I originally found this recipe in a magazine, tried it and found it to be very good and fairly easy. I looked it up online and found it as follows. The only change I made was that I brined the breasts over-night, then rinsed, pounded them with a meat mallet , sprinkled with Adolf’s tenderizer and poked with a multi-tined fork. You don’t need to do this, but the meat is really tasty and tender if you do, and a bit chewy if you don’t, but still tasty.
Cooking: Savory Waterfowl Stew
By Scott Leysath
A warm fire, dry clothes, and a hot bowl of hearty stew is a just reward after a cold, wet day of slogging through a wetland obstacle course. No need to wait for the simmering chunks of duck and goose breasts to get spoon tender. This stew was prepared a day ahead. And of course it’s always better the next day. Since it looks like the cold weather is not likely to change any time soon, make a double batch that you can load into a thermos and share with your hunting partners.
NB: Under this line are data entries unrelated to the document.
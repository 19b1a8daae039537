//! # Orchestrator Status
//!
//! Models the coarse progress of the orchestrator as an explicit state
//! machine.
//!
//! ## States
//!
//! ```text
//! IDLE ──► PREFETCHING_FILES ──► IDLE
//!   │              │
//!   ▼              ▼
//! GENERATING_PROOF ──► PROOFS_READY
//!   │
//!   ▼
//! ERROR ──► (IDLE | PREFETCHING_FILES | GENERATING_PROOF)
//! ```
//!
//! Every transition goes through [`StatusMachine::transition`], which
//! rejects anything outside the table with
//! [`StatusError::InvalidTransition`]. [`StatusMachine::reset`] is the only
//! way to reach `idle` unconditionally.
//!
//! Concurrent proof requests share the `generating_proof` state. The
//! machine counts them and settles to `proofs_ready` when the last one
//! completes, unless an error or a reset intervened.

use serde::{Deserialize, Serialize};
use tokio::sync::watch;

use crate::error::StatusError;

/// Current orchestrator status.
#[derive(Debug, Clone, PartialEq, Eq, Serialize, Deserialize)]
#[serde(tag = "status", rename_all = "snake_case")]
pub enum ZkpgStatus {
    /// Ready; no work in progress.
    Idle,
    /// Loading proving artifacts.
    PrefetchingFiles,
    /// At least one proof is being generated.
    GeneratingProof,
    /// The last proof request completed.
    ProofsReady,
    /// The last operation failed.
    Error {
        /// Failure description.
        reason: String,
    },
}

/// Payload-free discriminant of [`ZkpgStatus`].
#[derive(Debug, Clone, Copy, PartialEq, Eq, Hash, Serialize, Deserialize)]
#[serde(rename_all = "snake_case")]
pub enum StatusKind {
    /// See [`ZkpgStatus::Idle`].
    Idle,
    /// See [`ZkpgStatus::PrefetchingFiles`].
    PrefetchingFiles,
    /// See [`ZkpgStatus::GeneratingProof`].
    GeneratingProof,
    /// See [`ZkpgStatus::ProofsReady`].
    ProofsReady,
    /// See [`ZkpgStatus::Error`].
    Error,
}

impl StatusKind {
    /// Wire name.
    pub fn as_str(&self) -> &'static str {
        match self {
            Self::Idle => "idle",
            Self::PrefetchingFiles => "prefetching_files",
            Self::GeneratingProof => "generating_proof",
            Self::ProofsReady => "proofs_ready",
            Self::Error => "error",
        }
    }

    /// Whether `self -> to` is a legal transition.
    pub fn can_transition_to(&self, to: StatusKind) -> bool {
        use StatusKind::*;
        matches!(
            (self, to),
            (Idle, PrefetchingFiles | GeneratingProof)
                | (PrefetchingFiles, Idle | GeneratingProof | Error)
                | (GeneratingProof, GeneratingProof | ProofsReady | Error)
                | (ProofsReady, Idle | PrefetchingFiles | GeneratingProof)
                | (Error, Idle | PrefetchingFiles | GeneratingProof)
        )
    }
}

impl std::fmt::Display for StatusKind {
    fn fmt(&self, f: &mut std::fmt::Formatter<'_>) -> std::fmt::Result {
        f.write_str(self.as_str())
    }
}

impl ZkpgStatus {
    /// Discriminant.
    pub fn kind(&self) -> StatusKind {
        match self {
            Self::Idle => StatusKind::Idle,
            Self::PrefetchingFiles => StatusKind::PrefetchingFiles,
            Self::GeneratingProof => StatusKind::GeneratingProof,
            Self::ProofsReady => StatusKind::ProofsReady,
            Self::Error { .. } => StatusKind::Error,
        }
    }

    /// Whether the status reflects a failure.
    pub fn is_error(&self) -> bool {
        matches!(self, Self::Error { .. })
    }
}

impl std::fmt::Display for ZkpgStatus {
    fn fmt(&self, f: &mut std::fmt::Formatter<'_>) -> std::fmt::Result {
        match self {
            Self::Error { reason } => write!(f, "error: {reason}"),
            other => f.write_str(other.kind().as_str()),
        }
    }
}

/// Validated status holder with change notification.
#[derive(Debug)]
pub struct StatusMachine {
    current: ZkpgStatus,
    active_proofs: usize,
    notify: watch::Sender<ZkpgStatus>,
}

impl Default for StatusMachine {
    fn default() -> Self {
        Self::new()
    }
}

impl StatusMachine {
    /// A machine in `idle`.
    pub fn new() -> Self {
        let (notify, _) = watch::channel(ZkpgStatus::Idle);
        Self {
            current: ZkpgStatus::Idle,
            active_proofs: 0,
            notify,
        }
    }

    /// Current status.
    pub fn current(&self) -> &ZkpgStatus {
        &self.current
    }

    /// Receiver that observes every status change.
    pub fn subscribe(&self) -> watch::Receiver<ZkpgStatus> {
        self.notify.subscribe()
    }

    /// Move to `to` if the table allows it.
    pub fn transition(&mut self, to: ZkpgStatus) -> Result<(), StatusError> {
        let from = self.current.kind();
        if !from.can_transition_to(to.kind()) {
            return Err(StatusError::InvalidTransition { from, to: to.kind() });
        }
        self.set(to);
        Ok(())
    }

    /// Move to `to` only when the current status is `expected`.
    ///
    /// Returns whether the transition happened.
    pub fn transition_if(&mut self, expected: StatusKind, to: ZkpgStatus) -> bool {
        self.current.kind() == expected && self.transition(to).is_ok()
    }

    /// Enter `generating_proof`, joining any proof already running.
    pub fn begin_proof(&mut self) -> Result<(), StatusError> {
        self.transition(ZkpgStatus::GeneratingProof)?;
        self.active_proofs += 1;
        Ok(())
    }

    /// Record the outcome of a proof started with [`Self::begin_proof`].
    ///
    /// Success settles to `proofs_ready` once no other proof is running.
    /// Failure moves to `error` immediately. Either way nothing happens if
    /// the machine has left `generating_proof` in the meantime.
    pub fn complete_proof(&mut self, outcome: Result<(), String>) {
        self.active_proofs = self.active_proofs.saturating_sub(1);
        match outcome {
            Ok(()) if self.active_proofs == 0 => {
                self.transition_if(StatusKind::GeneratingProof, ZkpgStatus::ProofsReady);
            }
            Ok(()) => {}
            Err(reason) => {
                self.transition_if(StatusKind::GeneratingProof, ZkpgStatus::Error { reason });
            }
        }
    }

    /// Force `idle`, forgetting running proofs.
    pub fn reset(&mut self) {
        self.active_proofs = 0;
        self.set(ZkpgStatus::Idle);
    }

    fn set(&mut self, to: ZkpgStatus) {
        tracing::debug!(from = %self.current, to = %to, "status transition");
        self.current = to.clone();
        self.notify.send_replace(to);
    }
}
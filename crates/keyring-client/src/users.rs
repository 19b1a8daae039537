//! User endpoints, including the blinded signature exchange.
//!
//! | Method | Path | Operation |
//! |--------|------|-----------|
//! | POST | `/api/l1/users` | Create user |
//! | GET | `/api/l1/users?page=&page_size=` | List users |
//! | GET | `/api/l1/users/{id}` | Get user |
//! | GET | `/api/l1/user/{id}/policy/{policy}/user-status` | Attestation status |
//! | POST | `/api/l1/users/{id}/policies/{policy}/validate-data` | Validate onboarding data |
//! | POST | `/api/l1/users/{id}/policy/{policy}/get-blinded-signature` | Blinded signature |
//!
//! The singular `user/` and `policy/` segments are what the backend
//! serves; they are not typos.

use crate::error::KeyringApiError;
use crate::retry::Idempotency;
use crate::types::{
    BlindedSignatureRequest, BlindedSignatureResponse, CreateUserRequest, PaginatedResponse, User,
    UserStatus, ValidateDataResponse,
};
use crate::KeyringClient;

fn require(field: &'static str, value: &str) -> Result<(), KeyringApiError> {
    if value.trim().is_empty() {
        return Err(KeyringApiError::MissingField(field));
    }
    Ok(())
}

impl KeyringClient {
    /// Register a user.
    ///
    /// Calls `POST {base_url}/api/l1/users`. All three fields are required.
    /// A request that timed out is not sent again, so a duplicate user is
    /// never created behind the caller's back.
    pub async fn create_user(&self, req: &CreateUserRequest) -> Result<User, KeyringApiError> {
        require("email", &req.email)?;
        require("first_name", &req.first_name)?;
        require("last_name", &req.last_name)?;

        let endpoint = "POST /api/l1/users";
        let url = self.url(&["api", "l1", "users"])?;

        let resp = self
            .send(endpoint, Idempotency::Once, |http| {
                http.post(url.clone()).json(req).send()
            })
            .await?;

        Self::read_json(endpoint, resp).await
    }

    /// List users.
    ///
    /// Calls `GET {base_url}/api/l1/users?page={page}&page_size={page_size}`.
    pub async fn users(
        &self,
        page: u32,
        page_size: u32,
    ) -> Result<PaginatedResponse<User>, KeyringApiError> {
        let endpoint = "GET /api/l1/users";
        let url = self.paged_url(&["api", "l1", "users"], page, page_size)?;

        let resp = self
            .send(endpoint, Idempotency::Idempotent, |http| {
                http.get(url.clone()).send()
            })
            .await?;

        Self::read_json(endpoint, resp).await
    }

    /// Get a user by ID. Returns `None` when the backend answers 404.
    ///
    /// Calls `GET {base_url}/api/l1/users/{id}`.
    pub async fn user(&self, id: &str) -> Result<Option<User>, KeyringApiError> {
        require("user_id", id)?;
        let endpoint = format!("GET /api/l1/users/{id}");
        let url = self.url(&["api", "l1", "users", id])?;

        let resp = self
            .send(&endpoint, Idempotency::Idempotent, |http| {
                http.get(url.clone()).send()
            })
            .await?;

        if resp.status() == reqwest::StatusCode::NOT_FOUND {
            return Ok(None);
        }

        Self::read_json(&endpoint, resp).await.map(Some)
    }

    /// Attestation status of a user for one policy.
    ///
    /// Calls `GET {base_url}/api/l1/user/{id}/policy/{policy_id}/user-status`.
    pub async fn user_status(
        &self,
        id: &str,
        policy_id: u64,
    ) -> Result<UserStatus, KeyringApiError> {
        require("user_id", id)?;
        let policy = policy_id.to_string();
        let endpoint = format!("GET /api/l1/user/{id}/policy/{policy}/user-status");
        let url = self.url(&["api", "l1", "user", id, "policy", &policy, "user-status"])?;

        let resp = self
            .send(&endpoint, Idempotency::Idempotent, |http| {
                http.get(url.clone()).send()
            })
            .await?;

        Self::read_json(&endpoint, resp).await
    }

    /// Validate onboarding data against a policy.
    ///
    /// The backend only checks the data, so the request is retried like a
    /// read.
    ///
    /// Calls `POST {base_url}/api/l1/users/{id}/policies/{policy_id}/validate-data`
    /// with `data` as the request body.
    pub async fn validate_data(
        &self,
        id: &str,
        policy_id: u64,
        data: &serde_json::Value,
    ) -> Result<ValidateDataResponse, KeyringApiError> {
        require("user_id", id)?;
        if data.is_null() {
            return Err(KeyringApiError::MissingField("data"));
        }
        let policy = policy_id.to_string();
        let endpoint = format!("POST /api/l1/users/{id}/policies/{policy}/validate-data");
        let url = self.url(&["api", "l1", "users", id, "policies", &policy, "validate-data"])?;

        let resp = self
            .send(&endpoint, Idempotency::Idempotent, |http| {
                http.post(url.clone()).json(data).send()
            })
            .await?;

        Self::read_json(&endpoint, resp).await
    }

    /// Exchange a proof for the issuer's signature over the blinded message.
    ///
    /// Not replayed after a timeout: the issuer may already have signed.
    ///
    /// Calls `POST {base_url}/api/l1/users/{id}/policy/{policy_id}/get-blinded-signature`.
    /// The proof and public signals are sent exactly as the prover produced
    /// them; the backend verifies the proof before signing.
    pub async fn blinded_signature(
        &self,
        id: &str,
        policy_id: u64,
        req: &BlindedSignatureRequest,
    ) -> Result<BlindedSignatureResponse, KeyringApiError> {
        require("user_id", id)?;
        if req.proof.is_null() {
            return Err(KeyringApiError::MissingField("proof"));
        }
        if req.public_signals.is_empty() {
            return Err(KeyringApiError::MissingField("public_signals"));
        }
        let policy = policy_id.to_string();
        let endpoint = format!("POST /api/l1/users/{id}/policy/{policy}/get-blinded-signature");
        let segments = ["api", "l1", "users", id, "policy", &policy, "get-blinded-signature"];
        let url = self.url(&segments)?;

        let resp = self
            .send(&endpoint, Idempotency::Once, |http| {
                http.post(url.clone()).json(req).send()
            })
            .await?;

        let signed: BlindedSignatureResponse = Self::read_json(&endpoint, resp).await?;
        tracing::debug!(user_id = id, policy_id, "received blinded signature");
        Ok(signed)
    }
}
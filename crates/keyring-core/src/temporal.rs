//! # Time Helpers
//!
//! Credential expiry is computed from a trusted clock. The primary source is
//! the backend's HTTP `Date` header; the fallback is local time minus a
//! safety buffer so a fast local clock cannot mint an expiry the contract
//! would consider to be in the future.

use chrono::{DateTime, Utc};

/// Current local time, unix milliseconds.
pub fn now_ms() -> u64 {
    u64::try_from(Utc::now().timestamp_millis()).unwrap_or(0)
}

/// Local time minus `buffer_ms`, unix milliseconds.
pub fn buffered_now_ms(buffer_ms: u64) -> u64 {
    now_ms().saturating_sub(buffer_ms)
}

/// Parse an HTTP `Date` header (RFC 7231 IMF-fixdate) into unix
/// milliseconds.
pub fn parse_http_date(value: &str) -> Option<u64> {
    DateTime::parse_from_rfc2822(value.trim())
        .ok()
        .and_then(|dt| u64::try_from(dt.with_timezone(&Utc).timestamp_millis()).ok())
}

/// Credential expiry in unix seconds: `now_ms` truncated to seconds plus
/// `duration_secs`.
pub fn valid_until_secs(now_ms: u64, duration_secs: u64) -> u64 {
    (now_ms / 1000).saturating_add(duration_secs)
}

#[cfg(test)]
mod tests {
    use super::*;

    #[test]
    fn parses_imf_fixdate() {
        let ms = parse_http_date("Tue, 14 Nov 2023 22:13:20 GMT").unwrap();
        assert_eq!(ms, 1_700_000_000_000);
    }

    #[test]
    fn rejects_garbage_dates() {
        assert_eq!(parse_http_date("yesterday"), None);
        assert_eq!(parse_http_date(""), None);
    }

    #[test]
    fn buffer_is_subtracted() {
        let before = now_ms();
        let buffered = buffered_now_ms(6000);
        assert!(buffered + 6000 >= before);
        assert!(buffered < now_ms());
    }

    #[test]
    fn valid_until_adds_duration() {
        assert_eq!(valid_until_secs(1_700_000_000_999, 3600), 1_700_003_600);
    }
}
By definition, a stew is slowly cooked at lower temperatures than a soup. It’s thicker, richer, and should support an upright fork. Slow cooking in liquid transforms lean, dense waterfowl meat into tender morsels that have absorbed the flavor of the surrounding broth. It’s stick-to-your-ribs comfort chow that pairs well with a glass of red wine or a frosty cold beer and the inevitable nap. Why fight it? Curl up on the couch and dream of huge flights of mallards with their feet down.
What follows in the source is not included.